The term "fiscal cliff," first used by Federal Reserve Chairman Ben Bernanke last February, refers to the simultaneous expiration of tax cuts and imposition of spending cuts on January 1, 2013.
The American media has seized on the term "fiscal cliff" and promoted it, in part, to suggest that measures which would otherwise be enormously popular -- ending the Bush tax cuts for the wealthy or cutting military spending -- are threatening, even dangerous.
The main purpose of the media propaganda about the impending "cliff" is to create a sense of financial emergency and override popular opposition to measures the Obama administration and congressional Democrats and Republicans will put forward to avert it, including sweeping cuts in Medicare, Medicaid and Social Security.
This is bolstered by the reaction in the financial markets, where a sharp sell-off could well serve as a political club to ensure that the policies demanded by Wall Street are adopted in Washington.

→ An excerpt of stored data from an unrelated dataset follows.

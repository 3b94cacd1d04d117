//! Bluetooth Module
//!
//! Provides BLE communication with the touch-sensing garment.
//!
//! ## Modules
//!
//! - [`protocol`] - service/characteristic UUIDs and payload layout notes
//! - [`scanner`] - BLE device discovery
//! - [`connection`] - device connection and characteristic resolution
//! - [`service`] - the public controller facade
//!
//! The decode pipeline itself lives in [`crate::domain`]; this module is
//! the thin I/O glue that feeds it.

pub mod connection;
pub mod protocol;
pub mod scanner;
pub mod service;

pub use connection::ConnectionConfig;
pub use service::WearController;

Far from an emergency that requires dramatic action to slash the federal deficit, the various components of the "fiscal cliff" are all consequences of legislation passed at various times during the Obama administration and can be averted by the passage of further legislation by Congress, regardless of whether that legislation adds to or subtracts from the deficit.
Deficit reduction is not a requirement of any previous legislation, but a political mandate from the financial aristocracy, which is demanding that its two political parties take joint action to make working people pay for a fiscal crisis that is the product of the 2008 Wall Street crash and the trillions expended to bail out the banks and corporations.